▸ **The input**:
══════════════════════════════
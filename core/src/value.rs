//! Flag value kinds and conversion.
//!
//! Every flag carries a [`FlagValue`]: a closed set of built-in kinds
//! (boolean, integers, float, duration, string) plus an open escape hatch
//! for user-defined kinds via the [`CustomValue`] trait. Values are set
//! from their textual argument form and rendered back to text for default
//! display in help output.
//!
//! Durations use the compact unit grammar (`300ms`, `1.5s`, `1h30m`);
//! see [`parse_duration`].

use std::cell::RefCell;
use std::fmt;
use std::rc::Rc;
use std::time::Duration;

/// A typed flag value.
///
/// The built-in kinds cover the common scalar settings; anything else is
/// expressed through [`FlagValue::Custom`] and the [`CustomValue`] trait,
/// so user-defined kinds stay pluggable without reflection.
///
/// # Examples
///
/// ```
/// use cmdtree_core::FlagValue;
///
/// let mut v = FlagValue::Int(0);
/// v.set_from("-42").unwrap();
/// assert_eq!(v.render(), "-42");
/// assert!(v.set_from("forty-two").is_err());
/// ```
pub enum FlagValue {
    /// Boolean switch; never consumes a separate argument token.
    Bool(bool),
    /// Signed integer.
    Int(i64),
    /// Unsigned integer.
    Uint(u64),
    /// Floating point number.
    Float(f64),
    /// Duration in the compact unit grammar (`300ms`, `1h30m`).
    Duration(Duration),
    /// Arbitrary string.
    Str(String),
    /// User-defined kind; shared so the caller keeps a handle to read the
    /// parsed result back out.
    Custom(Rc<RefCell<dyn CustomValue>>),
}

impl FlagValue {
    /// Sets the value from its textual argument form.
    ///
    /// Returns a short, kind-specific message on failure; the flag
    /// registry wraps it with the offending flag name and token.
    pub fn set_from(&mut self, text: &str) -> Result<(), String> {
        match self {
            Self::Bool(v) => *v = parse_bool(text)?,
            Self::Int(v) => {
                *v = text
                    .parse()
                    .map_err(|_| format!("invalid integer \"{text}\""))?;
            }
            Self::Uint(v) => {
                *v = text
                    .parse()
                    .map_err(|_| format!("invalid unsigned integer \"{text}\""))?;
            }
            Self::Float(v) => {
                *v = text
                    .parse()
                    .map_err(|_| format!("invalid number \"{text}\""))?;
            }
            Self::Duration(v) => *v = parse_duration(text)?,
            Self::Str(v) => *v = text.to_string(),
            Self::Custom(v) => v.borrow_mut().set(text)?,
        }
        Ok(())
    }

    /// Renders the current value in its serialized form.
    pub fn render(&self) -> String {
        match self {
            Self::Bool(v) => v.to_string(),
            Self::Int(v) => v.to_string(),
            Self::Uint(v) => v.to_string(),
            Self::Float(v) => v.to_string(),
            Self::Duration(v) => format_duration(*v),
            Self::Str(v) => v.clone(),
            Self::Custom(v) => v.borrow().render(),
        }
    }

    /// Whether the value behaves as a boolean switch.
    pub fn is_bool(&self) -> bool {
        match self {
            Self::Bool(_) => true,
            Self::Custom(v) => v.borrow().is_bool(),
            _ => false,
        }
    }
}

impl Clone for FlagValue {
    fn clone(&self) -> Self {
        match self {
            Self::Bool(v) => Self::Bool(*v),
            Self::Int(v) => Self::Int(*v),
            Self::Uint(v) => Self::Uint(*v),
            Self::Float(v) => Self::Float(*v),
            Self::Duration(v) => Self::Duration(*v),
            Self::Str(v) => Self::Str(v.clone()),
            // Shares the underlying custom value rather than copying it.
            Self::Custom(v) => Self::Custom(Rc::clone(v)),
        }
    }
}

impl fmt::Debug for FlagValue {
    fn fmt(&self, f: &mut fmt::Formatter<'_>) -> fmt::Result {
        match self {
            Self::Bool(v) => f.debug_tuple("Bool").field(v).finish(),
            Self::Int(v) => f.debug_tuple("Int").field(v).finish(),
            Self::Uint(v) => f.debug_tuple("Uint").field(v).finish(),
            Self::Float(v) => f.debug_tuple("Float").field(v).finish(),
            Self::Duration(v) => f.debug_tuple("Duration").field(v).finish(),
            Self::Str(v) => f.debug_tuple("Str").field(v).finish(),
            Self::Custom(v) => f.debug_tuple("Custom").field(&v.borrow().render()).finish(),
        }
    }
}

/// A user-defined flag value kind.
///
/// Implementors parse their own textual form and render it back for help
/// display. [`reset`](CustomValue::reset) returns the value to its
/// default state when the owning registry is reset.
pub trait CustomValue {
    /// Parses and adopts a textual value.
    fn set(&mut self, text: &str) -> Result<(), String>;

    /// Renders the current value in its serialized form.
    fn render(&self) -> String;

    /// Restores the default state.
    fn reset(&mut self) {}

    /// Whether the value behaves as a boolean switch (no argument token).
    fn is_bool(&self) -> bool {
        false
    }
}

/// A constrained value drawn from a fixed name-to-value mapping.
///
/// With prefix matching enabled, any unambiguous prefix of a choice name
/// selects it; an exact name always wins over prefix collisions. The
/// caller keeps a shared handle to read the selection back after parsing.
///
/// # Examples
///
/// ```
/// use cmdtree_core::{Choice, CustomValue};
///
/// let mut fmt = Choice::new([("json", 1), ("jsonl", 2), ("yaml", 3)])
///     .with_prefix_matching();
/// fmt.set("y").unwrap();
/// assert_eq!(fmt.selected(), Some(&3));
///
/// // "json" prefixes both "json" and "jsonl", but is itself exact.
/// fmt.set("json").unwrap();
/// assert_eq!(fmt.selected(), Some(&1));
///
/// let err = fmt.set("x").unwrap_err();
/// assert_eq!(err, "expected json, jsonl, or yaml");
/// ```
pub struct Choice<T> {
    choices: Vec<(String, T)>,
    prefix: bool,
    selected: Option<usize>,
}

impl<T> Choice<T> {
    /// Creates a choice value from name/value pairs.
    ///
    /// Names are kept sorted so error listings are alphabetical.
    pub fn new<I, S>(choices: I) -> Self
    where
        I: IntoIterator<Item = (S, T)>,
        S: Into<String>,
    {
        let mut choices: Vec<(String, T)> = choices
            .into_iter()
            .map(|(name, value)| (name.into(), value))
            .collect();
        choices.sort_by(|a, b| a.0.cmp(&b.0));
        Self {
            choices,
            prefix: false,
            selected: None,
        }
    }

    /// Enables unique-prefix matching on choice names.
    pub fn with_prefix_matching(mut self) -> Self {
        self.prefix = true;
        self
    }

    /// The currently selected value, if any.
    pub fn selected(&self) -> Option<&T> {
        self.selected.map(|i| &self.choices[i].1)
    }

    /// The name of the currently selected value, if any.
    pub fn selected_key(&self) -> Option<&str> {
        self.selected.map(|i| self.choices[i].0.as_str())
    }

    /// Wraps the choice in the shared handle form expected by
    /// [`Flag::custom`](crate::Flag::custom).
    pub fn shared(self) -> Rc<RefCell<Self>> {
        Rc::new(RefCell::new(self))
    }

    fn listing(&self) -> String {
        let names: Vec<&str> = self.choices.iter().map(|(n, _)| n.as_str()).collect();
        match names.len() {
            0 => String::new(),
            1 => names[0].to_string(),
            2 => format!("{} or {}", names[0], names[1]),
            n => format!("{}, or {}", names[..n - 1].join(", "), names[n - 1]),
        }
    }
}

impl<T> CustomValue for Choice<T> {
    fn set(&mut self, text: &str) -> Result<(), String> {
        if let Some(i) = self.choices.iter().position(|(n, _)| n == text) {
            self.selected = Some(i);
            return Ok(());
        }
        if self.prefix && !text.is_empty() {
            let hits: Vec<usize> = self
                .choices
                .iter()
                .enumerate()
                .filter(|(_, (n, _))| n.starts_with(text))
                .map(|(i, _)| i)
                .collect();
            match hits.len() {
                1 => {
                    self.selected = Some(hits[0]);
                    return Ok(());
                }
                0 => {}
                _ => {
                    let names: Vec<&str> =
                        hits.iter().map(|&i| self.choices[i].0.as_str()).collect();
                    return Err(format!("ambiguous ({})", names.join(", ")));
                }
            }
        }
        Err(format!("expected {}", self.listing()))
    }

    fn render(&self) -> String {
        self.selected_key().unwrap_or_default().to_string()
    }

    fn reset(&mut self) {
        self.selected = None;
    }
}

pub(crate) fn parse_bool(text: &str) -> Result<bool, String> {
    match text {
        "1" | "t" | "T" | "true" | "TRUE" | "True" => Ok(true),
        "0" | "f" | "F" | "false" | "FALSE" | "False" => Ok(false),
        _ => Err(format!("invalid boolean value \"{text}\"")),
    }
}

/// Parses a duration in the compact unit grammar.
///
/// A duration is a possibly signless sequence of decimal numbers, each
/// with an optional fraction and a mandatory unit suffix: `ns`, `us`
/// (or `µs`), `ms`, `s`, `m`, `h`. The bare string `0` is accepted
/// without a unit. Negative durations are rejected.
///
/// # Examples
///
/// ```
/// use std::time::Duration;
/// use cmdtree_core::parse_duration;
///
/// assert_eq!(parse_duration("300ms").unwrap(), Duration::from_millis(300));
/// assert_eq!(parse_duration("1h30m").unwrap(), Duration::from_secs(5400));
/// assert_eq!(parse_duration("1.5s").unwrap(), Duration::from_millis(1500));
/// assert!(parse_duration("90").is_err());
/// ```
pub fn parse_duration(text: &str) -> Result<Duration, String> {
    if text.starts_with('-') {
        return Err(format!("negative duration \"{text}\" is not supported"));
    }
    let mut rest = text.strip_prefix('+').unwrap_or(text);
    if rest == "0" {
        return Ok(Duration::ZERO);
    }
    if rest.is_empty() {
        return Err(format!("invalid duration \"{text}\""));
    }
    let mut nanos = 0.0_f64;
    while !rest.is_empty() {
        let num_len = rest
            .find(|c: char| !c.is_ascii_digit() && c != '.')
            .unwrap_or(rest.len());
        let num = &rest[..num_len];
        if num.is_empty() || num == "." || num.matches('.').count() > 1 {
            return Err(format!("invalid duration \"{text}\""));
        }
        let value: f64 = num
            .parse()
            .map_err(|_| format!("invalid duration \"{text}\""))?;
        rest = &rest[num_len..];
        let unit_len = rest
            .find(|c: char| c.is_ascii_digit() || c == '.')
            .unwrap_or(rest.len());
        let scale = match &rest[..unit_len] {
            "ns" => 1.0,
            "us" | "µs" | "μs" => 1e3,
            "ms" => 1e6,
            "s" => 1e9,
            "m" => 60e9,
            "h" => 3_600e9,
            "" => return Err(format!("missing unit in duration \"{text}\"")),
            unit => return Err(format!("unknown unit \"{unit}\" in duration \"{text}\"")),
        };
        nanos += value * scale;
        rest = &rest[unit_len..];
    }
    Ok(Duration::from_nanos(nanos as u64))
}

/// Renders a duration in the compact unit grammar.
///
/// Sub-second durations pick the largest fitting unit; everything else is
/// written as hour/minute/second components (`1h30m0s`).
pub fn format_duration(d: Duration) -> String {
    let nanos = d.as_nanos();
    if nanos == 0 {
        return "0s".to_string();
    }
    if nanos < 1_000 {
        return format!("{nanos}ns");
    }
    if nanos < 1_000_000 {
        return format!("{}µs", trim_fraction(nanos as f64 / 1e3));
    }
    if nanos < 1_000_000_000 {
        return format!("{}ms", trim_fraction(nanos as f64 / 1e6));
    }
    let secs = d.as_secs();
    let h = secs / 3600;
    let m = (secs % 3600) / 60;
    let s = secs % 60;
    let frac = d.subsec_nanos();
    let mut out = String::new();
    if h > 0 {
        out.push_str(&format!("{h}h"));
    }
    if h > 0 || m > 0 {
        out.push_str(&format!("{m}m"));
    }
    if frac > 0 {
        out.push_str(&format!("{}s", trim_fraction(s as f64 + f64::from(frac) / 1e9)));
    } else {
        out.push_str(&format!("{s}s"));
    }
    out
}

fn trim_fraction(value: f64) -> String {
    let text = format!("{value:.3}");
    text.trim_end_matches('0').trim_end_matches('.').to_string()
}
══════════════════════════════
▸ **Exercise goal**: Return, unchanged, the run of lines above that opens with the line containing "pub fn parse_duration(text: &str)" and closes with the line containing "pub fn format_duration(d: Duration)". Include both.

▸ **Exercise result**:
pub fn parse_duration(text: &str) -> Result<Duration, String> {
    if text.starts_with('-') {
        return Err(format!("negative duration \"{text}\" is not supported"));
    }
    let mut rest = text.strip_prefix('+').unwrap_or(text);
    if rest == "0" {
        return Ok(Duration::ZERO);
    }
    if rest.is_empty() {
        return Err(format!("invalid duration \"{text}\""));
    }
    let mut nanos = 0.0_f64;
    while !rest.is_empty() {
        let num_len = rest
            .find(|c: char| !c.is_ascii_digit() && c != '.')
            .unwrap_or(rest.len());
        let num = &rest[..num_len];
        if num.is_empty() || num == "." || num.matches('.').count() > 1 {
            return Err(format!("invalid duration \"{text}\""));
        }
        let value: f64 = num
            .parse()
            .map_err(|_| format!("invalid duration \"{text}\""))?;
        rest = &rest[num_len..];
        let unit_len = rest
            .find(|c: char| c.is_ascii_digit() || c == '.')
            .unwrap_or(rest.len());
        let scale = match &rest[..unit_len] {
            "ns" => 1.0,
            "us" | "µs" | "μs" => 1e3,
            "ms" => 1e6,
            "s" => 1e9,
            "m" => 60e9,
            "h" => 3_600e9,
            "" => return Err(format!("missing unit in duration \"{text}\"")),
            unit => return Err(format!("unknown unit \"{unit}\" in duration \"{text}\"")),
        };
        nanos += value * scale;
        rest = &rest[unit_len..];
    }
    Ok(Duration::from_nanos(nanos as u64))
}

/// Renders a duration in the compact unit grammar.
///
/// Sub-second durations pick the largest fitting unit; everything else is
/// written as hour/minute/second components (`1h30m0s`).
pub fn format_duration(d: Duration) -> String {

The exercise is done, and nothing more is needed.